From an architectural perspective, this approach is also referred to as a “compute fabric” or a “Processing Area Network” since the physical CPUs are made stateless because their physical addressing (of I/O, Network and Storage naming) is completely abstracted away. And, by abstracting the I/O, both data and storage connections can be converged, further simplifying the network infrastructure. What is left is a collection of raw, pooled CPUs that can be assigned on-demand, and whose logical configurations and network connections can be instantly defined.
Infrastructure Orchestration is very different from – but highly complementary to – hypervisor-based virtualization. Think of hypervisors as operating “above” the CPU, abstracting software (applications and O/S) from the CPU thereby giving the software portability. Think of Infrastructure Orchestration as operating “below” the CPU, abstracting network and storage connections, and thereby giving the CPU itself portability. Note that a major difference is that the Infrastructure Orchestration does not operate via a software “layer” the way that a hypervisor does.
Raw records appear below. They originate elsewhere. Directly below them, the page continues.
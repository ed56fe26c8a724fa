// Shared test fixtures: a deterministic in-memory rasterizer and
// lopdf-built fixture documents.

#![allow(dead_code)]

use std::cell::Cell;

use image::{Rgba, RgbaImage};
use lopdf::{Document, Object, Stream, dictionary};
use pdf_squeeze::render::{PageGeometry, PageRasterizer};
use pdf_squeeze::SqueezeError;

/// Deterministic rasterizer test double.
///
/// Ignores document bytes entirely; pages and failure modes are
/// configured up front. Rendered pixels follow a blocky pattern that
/// JPEG-compresses predictably, and every `rasterize` call is counted so
/// tests can assert probe budgets.
pub struct FakeRasterizer {
    pages: Vec<(f32, f32)>,
    decodable: bool,
    fail_render: bool,
    rasterize_calls: Cell<u32>,
}

impl FakeRasterizer {
    pub fn new(pages: Vec<(f32, f32)>) -> Self {
        Self {
            pages,
            decodable: true,
            fail_render: false,
            rasterize_calls: Cell::new(0),
        }
    }

    /// A rasterizer whose backend cannot parse any document.
    pub fn undecodable() -> Self {
        Self {
            pages: Vec::new(),
            decodable: false,
            fail_render: false,
            rasterize_calls: Cell::new(0),
        }
    }

    /// A rasterizer that decodes fine but fails to render every page.
    pub fn failing(pages: Vec<(f32, f32)>) -> Self {
        Self {
            pages,
            decodable: true,
            fail_render: true,
            rasterize_calls: Cell::new(0),
        }
    }

    pub fn rasterize_calls(&self) -> u32 {
        self.rasterize_calls.get()
    }

    fn check_decodable(&self) -> pdf_squeeze::Result<()> {
        if self.decodable {
            Ok(())
        } else {
            Err(SqueezeError::decode("fake: document unreadable"))
        }
    }

    fn page(&self, page_index: u32) -> pdf_squeeze::Result<(f32, f32)> {
        self.pages
            .get(page_index as usize)
            .copied()
            .ok_or_else(|| SqueezeError::raster(format!("fake: page {} out of range", page_index)))
    }
}

impl PageRasterizer for FakeRasterizer {
    fn page_count(&self, _document: &[u8]) -> pdf_squeeze::Result<u32> {
        self.check_decodable()?;
        Ok(self.pages.len() as u32)
    }

    fn page_geometry(
        &self,
        _document: &[u8],
        page_index: u32,
    ) -> pdf_squeeze::Result<PageGeometry> {
        self.check_decodable()?;
        let (width_pts, height_pts) = self.page(page_index)?;
        Ok(PageGeometry {
            width_pts,
            height_pts,
        })
    }

    fn rasterize(
        &self,
        _document: &[u8],
        page_index: u32,
        resolution_factor: f32,
    ) -> pdf_squeeze::Result<RgbaImage> {
        self.check_decodable()?;
        if self.fail_render {
            return Err(SqueezeError::raster("fake: render failure"));
        }
        let (width_pts, height_pts) = self.page(page_index)?;
        self.rasterize_calls.set(self.rasterize_calls.get() + 1);

        let width = ((width_pts * resolution_factor).round() as u32).max(1);
        let height = ((height_pts * resolution_factor).round() as u32).max(1);

        // 8x8 blocks keyed on position and page index: deterministic and
        // mildly textured so JPEG output size responds to quality.
        Ok(RgbaImage::from_fn(width, height, |x, y| {
            let v = ((x >> 3)
                .wrapping_mul(31)
                .wrapping_add((y >> 3).wrapping_mul(17))
                .wrapping_add(page_index * 53)
                % 256) as u8;
            Rgba([v, v.wrapping_add(64), v.wrapping_add(128), 255])
        }))
    }
}

/// Deterministic incompressible filler for bloat streams.
fn pseudo_random_bytes(len: usize) -> Vec<u8> {
    let mut state: u32 = 0x1234_5678;
    (0..len)
        .map(|_| {
            state = state.wrapping_mul(1_664_525).wrapping_add(1_013_904_223);
            (state >> 24) as u8
        })
        .collect()
}

/// Kinds of extra weight a fixture document can carry.
pub enum Bloat {
    /// A large stream referenced from every page's resources; survives
    /// structural repacking.
    Referenced(usize),
    /// A large stream referenced by nothing; pruned by structural
    /// repacking.
    Orphaned(usize),
}

/// Build a well-formed PDF fixture in memory.
pub fn build_pdf(page_count: u32, with_info: bool, bloat: Option<Bloat>) -> Vec<u8> {
    let mut doc = Document::with_version("1.5");
    let pages_id = doc.new_object_id();

    let referenced_bloat_id = match &bloat {
        Some(Bloat::Referenced(len)) => {
            let stream = Stream::new(
                dictionary! {
                    "Type" => "XObject",
                    "Subtype" => "Image",
                    "Width" => 10,
                    "Height" => 10,
                    "ColorSpace" => "DeviceRGB",
                    "BitsPerComponent" => 8,
                    "Filter" => "DCTDecode",
                },
                pseudo_random_bytes(*len),
            );
            Some(doc.add_object(Object::Stream(stream)))
        }
        _ => None,
    };

    let mut kids: Vec<Object> = Vec::new();
    for _ in 0..page_count {
        let content = Stream::new(dictionary! {}, b"q Q".to_vec());
        let content_id = doc.add_object(Object::Stream(content));

        let mut resources = lopdf::Dictionary::new();
        if let Some(bloat_id) = referenced_bloat_id {
            let mut xobjects = lopdf::Dictionary::new();
            xobjects.set("Im1", Object::Reference(bloat_id));
            resources.set("XObject", Object::Dictionary(xobjects));
        }
        let resources_id = doc.add_object(Object::Dictionary(resources));

        let page_id = doc.add_object(dictionary! {
            "Type" => "Page",
            "Parent" => pages_id,
            "MediaBox" => vec![
                Object::Integer(0),
                Object::Integer(0),
                Object::Integer(612),
                Object::Integer(792),
            ],
            "Resources" => resources_id,
            "Contents" => content_id,
        });
        kids.push(page_id.into());
    }

    doc.objects.insert(
        pages_id,
        Object::Dictionary(dictionary! {
            "Type" => "Pages",
            "Kids" => kids,
            "Count" => page_count as i64,
        }),
    );

    let catalog_id = doc.add_object(dictionary! {
        "Type" => "Catalog",
        "Pages" => pages_id,
    });
    doc.trailer.set("Root", catalog_id);

    if with_info {
        let info_id = doc.add_object(Object::Dictionary(dictionary! {
            "Title" => Object::string_literal("Quarterly Report"),
            "Author" => Object::string_literal("Jane Doe"),
            "Producer" => Object::string_literal("fixture builder"),
        }));
        doc.trailer.set("Info", Object::Reference(info_id));
    }

    if let Some(Bloat::Orphaned(len)) = &bloat {
        let stream = Stream::new(
            dictionary! { "Filter" => "DCTDecode" },
            pseudo_random_bytes(*len),
        );
        doc.add_object(Object::Stream(stream));
    }

    let mut buf = Vec::new();
    doc.save_to(&mut buf).expect("serialize fixture PDF");
    buf
}

pub fn minimal_pdf(page_count: u32) -> Vec<u8> {
    build_pdf(page_count, false, None)
}

pub fn pdf_with_info(page_count: u32) -> Vec<u8> {
    build_pdf(page_count, true, None)
}

pub fn orphan_bloated_pdf(page_count: u32, bloat_bytes: usize) -> Vec<u8> {
    build_pdf(page_count, false, Some(Bloat::Orphaned(bloat_bytes)))
}

pub fn referenced_bloated_pdf(page_count: u32, bloat_bytes: usize) -> Vec<u8> {
    build_pdf(page_count, false, Some(Bloat::Referenced(bloat_bytes)))
}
The complementarity between Infrastructure Orchestration and virtualization is significant. Take an example such as a VM host failure, where the entire physical machine, network and storage configuration needs to be replicated on a new physical server. This can be accomplished with a spare “bare metal” server where a new host can be created on the fly, all the way down-do the same NIC configuration as the original server.
Now, expand this example to the scenario of an entire environment failure. Infrastructure orchestration can re-create the physical machine hosts as well as their networking, on an otherwise “cold” bare-metal and non-dedicated infrastructure at a different location.
Best of all, the properties of Infrastructure orchestration, such as the ability to provision a new server quickly, apply to both physical servers as well as to virtual servers. So this is an ideal technology to use when managing mixed physical and virtual environments, including “cloud computing” infrastructure.
Finally, Infrastructure Orchestration (unified computing) is a central technology to creating highly-reliable, dynamic data center. The technology is also core to a “Real Time Infrastructure”(as defined by Gartner Research) as well as to “Organic IT” (as defined by Forrester Research), both computing architectures that rapidly responds to changes in demand, to failures, and to unpredictable business demands.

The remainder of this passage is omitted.